===== Given records =====

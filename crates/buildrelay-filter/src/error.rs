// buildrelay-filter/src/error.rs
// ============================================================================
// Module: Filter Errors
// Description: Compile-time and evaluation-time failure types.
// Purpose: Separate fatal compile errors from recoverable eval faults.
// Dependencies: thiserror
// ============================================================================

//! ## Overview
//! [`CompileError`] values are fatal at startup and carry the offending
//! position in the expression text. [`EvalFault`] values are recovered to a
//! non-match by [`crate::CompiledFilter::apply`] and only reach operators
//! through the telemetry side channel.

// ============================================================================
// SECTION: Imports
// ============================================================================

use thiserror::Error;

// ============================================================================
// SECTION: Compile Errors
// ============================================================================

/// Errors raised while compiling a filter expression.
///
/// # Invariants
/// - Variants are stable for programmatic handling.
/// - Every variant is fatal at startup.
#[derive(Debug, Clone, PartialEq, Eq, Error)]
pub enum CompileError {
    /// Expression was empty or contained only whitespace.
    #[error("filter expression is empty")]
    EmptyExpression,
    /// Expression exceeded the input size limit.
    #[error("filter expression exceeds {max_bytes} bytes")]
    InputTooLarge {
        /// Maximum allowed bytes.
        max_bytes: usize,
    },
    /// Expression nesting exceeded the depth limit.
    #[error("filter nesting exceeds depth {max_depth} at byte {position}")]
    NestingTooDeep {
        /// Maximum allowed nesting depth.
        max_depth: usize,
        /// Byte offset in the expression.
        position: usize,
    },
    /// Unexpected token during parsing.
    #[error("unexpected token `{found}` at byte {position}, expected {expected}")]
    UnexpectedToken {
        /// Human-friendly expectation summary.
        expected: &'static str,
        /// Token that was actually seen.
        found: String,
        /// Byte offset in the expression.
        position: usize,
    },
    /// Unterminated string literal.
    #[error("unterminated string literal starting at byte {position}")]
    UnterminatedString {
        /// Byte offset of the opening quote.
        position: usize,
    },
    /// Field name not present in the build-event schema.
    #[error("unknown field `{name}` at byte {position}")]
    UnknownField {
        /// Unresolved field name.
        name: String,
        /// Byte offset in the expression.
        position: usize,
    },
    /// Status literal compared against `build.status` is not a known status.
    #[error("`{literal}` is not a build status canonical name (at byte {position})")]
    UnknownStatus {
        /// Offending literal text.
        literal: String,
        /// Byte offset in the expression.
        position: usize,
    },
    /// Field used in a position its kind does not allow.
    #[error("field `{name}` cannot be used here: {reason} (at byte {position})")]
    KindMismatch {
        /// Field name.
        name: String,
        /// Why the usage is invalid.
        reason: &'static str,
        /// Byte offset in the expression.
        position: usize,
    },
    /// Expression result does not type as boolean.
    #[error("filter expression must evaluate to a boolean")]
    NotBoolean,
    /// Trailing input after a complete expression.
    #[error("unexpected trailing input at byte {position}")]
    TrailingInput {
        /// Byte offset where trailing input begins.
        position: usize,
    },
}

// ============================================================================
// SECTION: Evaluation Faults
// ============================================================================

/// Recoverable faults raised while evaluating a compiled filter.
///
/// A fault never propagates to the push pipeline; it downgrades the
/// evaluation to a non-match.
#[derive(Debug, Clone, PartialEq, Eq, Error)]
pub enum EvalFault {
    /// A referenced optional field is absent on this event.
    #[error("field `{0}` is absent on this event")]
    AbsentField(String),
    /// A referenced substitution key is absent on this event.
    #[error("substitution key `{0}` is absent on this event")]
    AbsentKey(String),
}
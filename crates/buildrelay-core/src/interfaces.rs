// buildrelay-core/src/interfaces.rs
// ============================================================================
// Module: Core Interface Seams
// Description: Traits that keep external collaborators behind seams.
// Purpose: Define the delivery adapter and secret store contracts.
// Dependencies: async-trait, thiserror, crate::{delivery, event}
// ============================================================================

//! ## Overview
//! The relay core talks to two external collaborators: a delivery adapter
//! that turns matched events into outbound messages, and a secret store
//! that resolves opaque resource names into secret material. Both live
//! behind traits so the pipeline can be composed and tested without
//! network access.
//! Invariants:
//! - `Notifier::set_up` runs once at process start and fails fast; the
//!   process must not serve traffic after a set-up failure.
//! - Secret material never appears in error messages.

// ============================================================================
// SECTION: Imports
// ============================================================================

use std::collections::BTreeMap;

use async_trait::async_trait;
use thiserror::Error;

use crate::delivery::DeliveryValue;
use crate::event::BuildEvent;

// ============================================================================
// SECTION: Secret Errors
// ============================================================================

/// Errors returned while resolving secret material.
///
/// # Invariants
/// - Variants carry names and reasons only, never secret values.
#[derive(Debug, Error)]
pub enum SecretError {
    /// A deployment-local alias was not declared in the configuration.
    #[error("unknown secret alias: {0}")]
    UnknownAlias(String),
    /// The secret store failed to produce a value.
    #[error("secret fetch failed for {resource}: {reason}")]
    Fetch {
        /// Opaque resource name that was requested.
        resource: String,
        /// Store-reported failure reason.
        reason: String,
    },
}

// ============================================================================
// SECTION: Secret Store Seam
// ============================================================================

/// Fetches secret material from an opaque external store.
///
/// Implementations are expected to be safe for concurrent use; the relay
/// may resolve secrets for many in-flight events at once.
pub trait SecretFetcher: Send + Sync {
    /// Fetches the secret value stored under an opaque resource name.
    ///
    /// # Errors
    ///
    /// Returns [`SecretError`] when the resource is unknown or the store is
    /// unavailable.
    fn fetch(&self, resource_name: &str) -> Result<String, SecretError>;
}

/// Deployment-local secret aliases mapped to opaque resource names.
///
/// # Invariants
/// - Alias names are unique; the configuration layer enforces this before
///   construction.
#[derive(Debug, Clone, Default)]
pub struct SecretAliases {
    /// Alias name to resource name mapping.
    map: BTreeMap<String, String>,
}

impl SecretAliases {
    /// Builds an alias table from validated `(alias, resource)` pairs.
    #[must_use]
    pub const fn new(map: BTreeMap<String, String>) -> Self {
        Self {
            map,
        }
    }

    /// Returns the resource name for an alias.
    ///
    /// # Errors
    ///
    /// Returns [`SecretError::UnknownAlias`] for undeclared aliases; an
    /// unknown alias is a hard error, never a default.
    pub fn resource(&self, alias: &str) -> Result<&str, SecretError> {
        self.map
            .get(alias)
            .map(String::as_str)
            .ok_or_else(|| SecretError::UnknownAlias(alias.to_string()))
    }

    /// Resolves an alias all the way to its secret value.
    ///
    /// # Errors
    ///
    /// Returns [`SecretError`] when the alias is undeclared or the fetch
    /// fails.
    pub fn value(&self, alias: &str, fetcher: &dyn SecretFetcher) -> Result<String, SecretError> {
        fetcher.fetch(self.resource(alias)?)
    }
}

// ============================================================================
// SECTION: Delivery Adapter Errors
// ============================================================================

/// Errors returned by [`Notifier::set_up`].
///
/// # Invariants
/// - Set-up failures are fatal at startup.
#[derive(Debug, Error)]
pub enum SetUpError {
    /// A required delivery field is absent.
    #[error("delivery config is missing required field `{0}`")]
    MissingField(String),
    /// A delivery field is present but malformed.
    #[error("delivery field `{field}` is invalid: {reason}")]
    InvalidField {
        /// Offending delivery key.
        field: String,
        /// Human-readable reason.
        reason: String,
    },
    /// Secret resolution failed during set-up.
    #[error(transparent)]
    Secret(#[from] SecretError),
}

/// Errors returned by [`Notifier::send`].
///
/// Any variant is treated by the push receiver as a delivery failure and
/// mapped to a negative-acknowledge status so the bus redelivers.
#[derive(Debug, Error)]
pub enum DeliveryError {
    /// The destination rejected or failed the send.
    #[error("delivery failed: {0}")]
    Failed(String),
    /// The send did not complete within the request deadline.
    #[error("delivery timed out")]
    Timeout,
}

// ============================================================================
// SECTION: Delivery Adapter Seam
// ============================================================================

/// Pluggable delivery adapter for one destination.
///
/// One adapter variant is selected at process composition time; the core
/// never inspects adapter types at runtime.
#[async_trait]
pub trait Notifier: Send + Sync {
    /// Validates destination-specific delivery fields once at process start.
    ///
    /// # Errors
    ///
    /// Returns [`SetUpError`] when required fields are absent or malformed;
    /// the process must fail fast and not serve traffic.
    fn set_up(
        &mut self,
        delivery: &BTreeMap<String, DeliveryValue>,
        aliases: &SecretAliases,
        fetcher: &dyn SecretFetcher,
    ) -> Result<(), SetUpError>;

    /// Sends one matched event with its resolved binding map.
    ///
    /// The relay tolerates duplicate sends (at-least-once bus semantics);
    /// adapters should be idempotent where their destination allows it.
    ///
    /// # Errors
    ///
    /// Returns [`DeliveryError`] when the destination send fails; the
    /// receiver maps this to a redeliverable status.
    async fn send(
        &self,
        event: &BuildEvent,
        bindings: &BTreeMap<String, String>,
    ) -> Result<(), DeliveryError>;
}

=====

◆ What to do: Among the lines of the data above, count those holding "pipeline" and state only the number.

◆ Answer to this task: 2